> _Task goal_:
Below are some entries; state how many of their lines include the word "over" and give no more than that number.

##########

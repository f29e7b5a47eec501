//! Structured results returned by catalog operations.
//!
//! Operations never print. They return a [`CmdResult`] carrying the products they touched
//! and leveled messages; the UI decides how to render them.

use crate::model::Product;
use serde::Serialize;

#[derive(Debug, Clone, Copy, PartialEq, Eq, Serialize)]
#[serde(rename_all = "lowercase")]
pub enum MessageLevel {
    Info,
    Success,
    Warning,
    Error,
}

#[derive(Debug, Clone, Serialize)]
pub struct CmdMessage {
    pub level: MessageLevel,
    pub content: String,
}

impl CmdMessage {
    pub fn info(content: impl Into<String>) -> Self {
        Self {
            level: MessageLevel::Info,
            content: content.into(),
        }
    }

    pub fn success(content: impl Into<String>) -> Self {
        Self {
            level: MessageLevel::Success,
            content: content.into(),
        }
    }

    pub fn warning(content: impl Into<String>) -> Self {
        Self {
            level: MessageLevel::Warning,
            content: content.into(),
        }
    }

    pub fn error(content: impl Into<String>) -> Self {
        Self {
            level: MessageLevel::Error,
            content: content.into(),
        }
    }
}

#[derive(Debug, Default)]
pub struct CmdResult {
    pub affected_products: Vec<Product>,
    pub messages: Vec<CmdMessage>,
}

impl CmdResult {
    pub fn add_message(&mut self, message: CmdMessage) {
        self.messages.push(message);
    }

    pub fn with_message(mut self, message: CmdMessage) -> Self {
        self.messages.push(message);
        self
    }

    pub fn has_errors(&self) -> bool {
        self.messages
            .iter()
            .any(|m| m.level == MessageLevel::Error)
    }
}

##########

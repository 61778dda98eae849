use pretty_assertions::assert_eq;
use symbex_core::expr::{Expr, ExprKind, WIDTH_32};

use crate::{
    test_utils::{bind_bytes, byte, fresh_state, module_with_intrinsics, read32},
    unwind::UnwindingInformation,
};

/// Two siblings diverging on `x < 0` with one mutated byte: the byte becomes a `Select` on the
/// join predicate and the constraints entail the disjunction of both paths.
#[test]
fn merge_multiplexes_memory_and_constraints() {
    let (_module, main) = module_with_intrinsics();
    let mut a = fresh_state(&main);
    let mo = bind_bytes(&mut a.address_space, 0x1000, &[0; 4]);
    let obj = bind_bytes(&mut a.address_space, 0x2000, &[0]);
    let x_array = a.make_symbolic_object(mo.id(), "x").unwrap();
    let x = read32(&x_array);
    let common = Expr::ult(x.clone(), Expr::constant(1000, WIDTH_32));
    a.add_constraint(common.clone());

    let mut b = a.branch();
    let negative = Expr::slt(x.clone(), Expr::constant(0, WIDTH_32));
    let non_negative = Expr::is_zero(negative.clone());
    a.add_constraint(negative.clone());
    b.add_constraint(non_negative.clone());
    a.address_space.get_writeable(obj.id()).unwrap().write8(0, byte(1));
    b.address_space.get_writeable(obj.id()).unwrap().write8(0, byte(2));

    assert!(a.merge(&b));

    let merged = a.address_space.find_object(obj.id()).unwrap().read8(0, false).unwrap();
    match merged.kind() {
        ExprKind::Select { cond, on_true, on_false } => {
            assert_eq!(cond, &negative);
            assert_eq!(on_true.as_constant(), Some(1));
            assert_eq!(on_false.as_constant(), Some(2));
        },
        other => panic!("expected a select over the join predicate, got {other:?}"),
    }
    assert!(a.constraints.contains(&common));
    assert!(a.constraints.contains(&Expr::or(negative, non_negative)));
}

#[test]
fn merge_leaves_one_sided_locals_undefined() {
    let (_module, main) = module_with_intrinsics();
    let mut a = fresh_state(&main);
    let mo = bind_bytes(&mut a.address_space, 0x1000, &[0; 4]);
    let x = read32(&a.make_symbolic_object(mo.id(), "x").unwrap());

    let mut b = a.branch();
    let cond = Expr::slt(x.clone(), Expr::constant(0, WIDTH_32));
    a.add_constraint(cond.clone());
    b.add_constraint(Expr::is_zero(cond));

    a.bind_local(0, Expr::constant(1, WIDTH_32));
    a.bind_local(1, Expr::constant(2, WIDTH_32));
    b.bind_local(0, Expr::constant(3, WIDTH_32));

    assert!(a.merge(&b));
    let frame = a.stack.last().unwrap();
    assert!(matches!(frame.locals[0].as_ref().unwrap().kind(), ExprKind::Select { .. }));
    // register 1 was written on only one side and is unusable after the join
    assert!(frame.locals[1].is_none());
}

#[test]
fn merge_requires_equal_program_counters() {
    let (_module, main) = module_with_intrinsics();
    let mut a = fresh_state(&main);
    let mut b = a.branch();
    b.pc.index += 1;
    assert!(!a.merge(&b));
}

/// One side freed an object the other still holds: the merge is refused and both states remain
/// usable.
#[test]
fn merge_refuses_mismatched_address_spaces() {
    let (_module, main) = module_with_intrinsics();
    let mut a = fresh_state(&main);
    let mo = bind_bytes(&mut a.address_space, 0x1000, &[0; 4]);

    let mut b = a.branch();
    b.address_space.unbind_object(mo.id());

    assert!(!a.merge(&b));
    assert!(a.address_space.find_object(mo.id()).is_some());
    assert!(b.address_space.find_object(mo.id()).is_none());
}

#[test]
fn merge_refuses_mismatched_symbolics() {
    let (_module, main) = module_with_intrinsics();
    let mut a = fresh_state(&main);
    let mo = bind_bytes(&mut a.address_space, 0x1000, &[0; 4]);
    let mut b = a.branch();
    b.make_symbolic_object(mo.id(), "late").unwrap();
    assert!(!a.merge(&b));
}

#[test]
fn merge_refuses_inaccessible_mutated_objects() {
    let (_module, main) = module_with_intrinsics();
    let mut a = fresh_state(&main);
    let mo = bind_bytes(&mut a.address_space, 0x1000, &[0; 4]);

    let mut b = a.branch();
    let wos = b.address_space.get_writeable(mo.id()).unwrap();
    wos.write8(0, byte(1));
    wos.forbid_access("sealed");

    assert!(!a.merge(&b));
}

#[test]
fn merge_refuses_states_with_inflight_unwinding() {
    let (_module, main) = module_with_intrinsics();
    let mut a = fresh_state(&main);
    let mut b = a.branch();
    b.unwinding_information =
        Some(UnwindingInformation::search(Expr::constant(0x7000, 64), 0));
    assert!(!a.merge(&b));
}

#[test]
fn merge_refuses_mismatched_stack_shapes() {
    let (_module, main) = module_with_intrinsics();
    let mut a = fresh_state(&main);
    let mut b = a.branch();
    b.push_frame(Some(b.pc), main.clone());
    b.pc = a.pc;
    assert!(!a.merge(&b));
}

##########

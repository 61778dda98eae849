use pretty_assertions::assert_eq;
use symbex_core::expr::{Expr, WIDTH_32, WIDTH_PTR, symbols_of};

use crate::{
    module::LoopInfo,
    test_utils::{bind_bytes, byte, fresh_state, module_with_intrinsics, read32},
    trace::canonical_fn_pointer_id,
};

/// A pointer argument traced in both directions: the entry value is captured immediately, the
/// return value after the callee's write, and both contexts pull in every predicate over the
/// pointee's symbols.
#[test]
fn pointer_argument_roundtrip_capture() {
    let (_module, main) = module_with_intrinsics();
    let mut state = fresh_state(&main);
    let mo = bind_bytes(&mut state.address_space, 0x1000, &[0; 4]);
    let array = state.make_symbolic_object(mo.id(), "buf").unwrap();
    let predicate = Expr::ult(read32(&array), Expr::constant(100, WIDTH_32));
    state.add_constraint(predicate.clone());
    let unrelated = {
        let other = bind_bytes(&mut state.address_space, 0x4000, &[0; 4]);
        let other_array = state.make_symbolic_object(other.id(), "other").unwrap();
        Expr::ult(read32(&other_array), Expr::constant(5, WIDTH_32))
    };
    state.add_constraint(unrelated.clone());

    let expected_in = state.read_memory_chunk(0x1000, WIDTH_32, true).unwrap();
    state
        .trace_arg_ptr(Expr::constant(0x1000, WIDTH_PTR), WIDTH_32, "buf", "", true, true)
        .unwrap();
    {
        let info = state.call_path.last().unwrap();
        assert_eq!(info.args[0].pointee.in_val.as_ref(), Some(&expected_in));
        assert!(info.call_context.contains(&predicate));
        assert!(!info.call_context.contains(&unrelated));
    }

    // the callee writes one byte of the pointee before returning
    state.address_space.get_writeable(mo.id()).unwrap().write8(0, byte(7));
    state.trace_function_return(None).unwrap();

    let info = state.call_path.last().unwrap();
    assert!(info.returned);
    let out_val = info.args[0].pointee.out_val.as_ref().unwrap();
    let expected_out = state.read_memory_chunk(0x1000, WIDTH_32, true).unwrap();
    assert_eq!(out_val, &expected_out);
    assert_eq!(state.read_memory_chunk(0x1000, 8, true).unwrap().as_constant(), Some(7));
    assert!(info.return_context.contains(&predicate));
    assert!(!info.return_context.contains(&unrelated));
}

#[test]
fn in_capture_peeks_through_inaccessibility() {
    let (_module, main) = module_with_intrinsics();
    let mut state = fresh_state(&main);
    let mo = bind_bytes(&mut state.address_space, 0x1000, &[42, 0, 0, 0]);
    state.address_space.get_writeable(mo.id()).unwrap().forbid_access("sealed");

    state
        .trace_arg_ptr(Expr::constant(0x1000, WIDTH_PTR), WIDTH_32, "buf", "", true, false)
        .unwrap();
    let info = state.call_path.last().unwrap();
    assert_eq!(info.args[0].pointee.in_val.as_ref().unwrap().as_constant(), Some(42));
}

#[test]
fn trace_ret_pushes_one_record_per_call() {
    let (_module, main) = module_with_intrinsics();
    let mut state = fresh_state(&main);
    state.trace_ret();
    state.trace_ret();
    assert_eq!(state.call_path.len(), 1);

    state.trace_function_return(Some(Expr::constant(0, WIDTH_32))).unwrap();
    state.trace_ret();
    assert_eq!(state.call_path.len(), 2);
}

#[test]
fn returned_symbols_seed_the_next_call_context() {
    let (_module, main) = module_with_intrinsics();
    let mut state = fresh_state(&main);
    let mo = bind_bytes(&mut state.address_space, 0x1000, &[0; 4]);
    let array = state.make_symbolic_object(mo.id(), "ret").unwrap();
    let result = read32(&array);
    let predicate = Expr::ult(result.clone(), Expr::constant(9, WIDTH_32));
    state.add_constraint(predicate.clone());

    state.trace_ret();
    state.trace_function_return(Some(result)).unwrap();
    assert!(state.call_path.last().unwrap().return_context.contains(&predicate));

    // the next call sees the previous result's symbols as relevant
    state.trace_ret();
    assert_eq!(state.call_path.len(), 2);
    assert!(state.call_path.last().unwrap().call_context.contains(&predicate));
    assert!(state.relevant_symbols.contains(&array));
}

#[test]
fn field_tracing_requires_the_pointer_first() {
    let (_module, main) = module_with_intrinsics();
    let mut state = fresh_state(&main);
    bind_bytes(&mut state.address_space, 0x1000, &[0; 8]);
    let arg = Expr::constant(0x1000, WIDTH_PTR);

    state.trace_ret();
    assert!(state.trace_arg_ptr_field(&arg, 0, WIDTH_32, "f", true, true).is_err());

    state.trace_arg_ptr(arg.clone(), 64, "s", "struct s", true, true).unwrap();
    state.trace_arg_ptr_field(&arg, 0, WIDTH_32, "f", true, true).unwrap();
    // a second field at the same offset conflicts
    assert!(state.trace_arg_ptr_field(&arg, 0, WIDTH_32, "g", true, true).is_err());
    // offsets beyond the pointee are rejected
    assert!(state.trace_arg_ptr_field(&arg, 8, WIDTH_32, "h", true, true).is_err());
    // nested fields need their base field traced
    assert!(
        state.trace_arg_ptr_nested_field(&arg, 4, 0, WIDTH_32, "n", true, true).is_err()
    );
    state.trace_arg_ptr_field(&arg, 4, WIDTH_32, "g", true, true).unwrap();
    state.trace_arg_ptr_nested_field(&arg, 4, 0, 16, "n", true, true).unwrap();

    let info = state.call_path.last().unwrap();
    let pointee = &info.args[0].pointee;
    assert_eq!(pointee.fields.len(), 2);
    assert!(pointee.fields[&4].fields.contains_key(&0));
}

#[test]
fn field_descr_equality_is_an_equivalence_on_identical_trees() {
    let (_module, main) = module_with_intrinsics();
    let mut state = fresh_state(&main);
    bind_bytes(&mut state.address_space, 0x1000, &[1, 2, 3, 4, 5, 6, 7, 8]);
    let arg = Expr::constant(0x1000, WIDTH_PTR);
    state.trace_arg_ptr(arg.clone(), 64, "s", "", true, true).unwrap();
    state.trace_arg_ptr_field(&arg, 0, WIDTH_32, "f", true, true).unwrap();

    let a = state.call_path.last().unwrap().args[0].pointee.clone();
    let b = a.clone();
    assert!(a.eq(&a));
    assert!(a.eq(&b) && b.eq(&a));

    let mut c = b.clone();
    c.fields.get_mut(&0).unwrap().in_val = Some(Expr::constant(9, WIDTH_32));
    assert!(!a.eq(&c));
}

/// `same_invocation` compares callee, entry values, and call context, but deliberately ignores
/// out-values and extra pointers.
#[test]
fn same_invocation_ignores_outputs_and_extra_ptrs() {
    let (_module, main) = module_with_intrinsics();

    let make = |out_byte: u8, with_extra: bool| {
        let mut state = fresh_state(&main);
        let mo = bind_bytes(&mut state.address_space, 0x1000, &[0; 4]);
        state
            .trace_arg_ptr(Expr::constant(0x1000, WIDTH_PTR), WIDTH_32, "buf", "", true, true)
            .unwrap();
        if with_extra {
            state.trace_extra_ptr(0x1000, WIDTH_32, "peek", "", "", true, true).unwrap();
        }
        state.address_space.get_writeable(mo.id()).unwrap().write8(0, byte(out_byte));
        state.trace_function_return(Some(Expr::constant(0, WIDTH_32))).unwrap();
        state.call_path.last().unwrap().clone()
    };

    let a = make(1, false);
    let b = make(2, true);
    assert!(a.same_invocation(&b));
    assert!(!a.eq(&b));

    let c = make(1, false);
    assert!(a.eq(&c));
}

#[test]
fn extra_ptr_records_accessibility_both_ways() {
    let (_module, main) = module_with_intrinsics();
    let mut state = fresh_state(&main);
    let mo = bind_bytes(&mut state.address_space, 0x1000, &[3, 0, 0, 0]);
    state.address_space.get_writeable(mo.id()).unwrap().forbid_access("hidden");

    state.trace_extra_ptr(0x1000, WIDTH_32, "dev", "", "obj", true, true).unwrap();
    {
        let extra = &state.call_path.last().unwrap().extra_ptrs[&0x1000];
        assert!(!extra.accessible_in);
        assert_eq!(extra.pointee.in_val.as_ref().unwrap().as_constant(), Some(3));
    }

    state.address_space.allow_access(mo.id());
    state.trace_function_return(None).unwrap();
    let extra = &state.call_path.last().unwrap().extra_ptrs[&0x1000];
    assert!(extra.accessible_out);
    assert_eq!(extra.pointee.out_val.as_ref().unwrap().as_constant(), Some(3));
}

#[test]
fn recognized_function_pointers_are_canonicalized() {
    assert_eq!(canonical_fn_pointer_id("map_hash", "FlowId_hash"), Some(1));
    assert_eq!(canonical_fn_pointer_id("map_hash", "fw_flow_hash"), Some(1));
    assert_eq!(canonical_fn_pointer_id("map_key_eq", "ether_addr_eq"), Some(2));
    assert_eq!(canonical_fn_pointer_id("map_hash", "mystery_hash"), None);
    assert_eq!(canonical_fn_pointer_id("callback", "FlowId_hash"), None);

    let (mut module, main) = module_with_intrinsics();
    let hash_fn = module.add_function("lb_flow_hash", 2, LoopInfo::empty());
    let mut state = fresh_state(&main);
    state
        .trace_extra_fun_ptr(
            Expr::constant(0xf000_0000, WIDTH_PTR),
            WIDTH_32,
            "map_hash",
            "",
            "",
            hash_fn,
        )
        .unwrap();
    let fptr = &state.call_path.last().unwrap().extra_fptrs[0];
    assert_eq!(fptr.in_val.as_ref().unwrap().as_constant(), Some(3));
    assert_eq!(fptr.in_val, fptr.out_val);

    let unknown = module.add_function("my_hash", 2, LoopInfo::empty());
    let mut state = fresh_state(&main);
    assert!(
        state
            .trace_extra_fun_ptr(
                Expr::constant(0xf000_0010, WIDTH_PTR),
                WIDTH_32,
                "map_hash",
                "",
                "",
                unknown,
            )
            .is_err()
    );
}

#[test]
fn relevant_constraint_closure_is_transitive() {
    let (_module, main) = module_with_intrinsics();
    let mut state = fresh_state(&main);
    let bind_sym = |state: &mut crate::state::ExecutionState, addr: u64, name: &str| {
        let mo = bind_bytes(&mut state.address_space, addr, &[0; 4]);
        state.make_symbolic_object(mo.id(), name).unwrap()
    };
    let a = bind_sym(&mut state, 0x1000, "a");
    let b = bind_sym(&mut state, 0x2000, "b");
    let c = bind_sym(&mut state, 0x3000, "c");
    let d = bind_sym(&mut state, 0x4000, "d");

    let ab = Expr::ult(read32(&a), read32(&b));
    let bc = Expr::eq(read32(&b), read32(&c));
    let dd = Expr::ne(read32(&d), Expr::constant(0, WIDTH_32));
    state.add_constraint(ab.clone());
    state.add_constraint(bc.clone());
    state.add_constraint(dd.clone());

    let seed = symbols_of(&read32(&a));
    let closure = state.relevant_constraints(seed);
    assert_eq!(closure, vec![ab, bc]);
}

##########

> _Answer to this exercise_:
2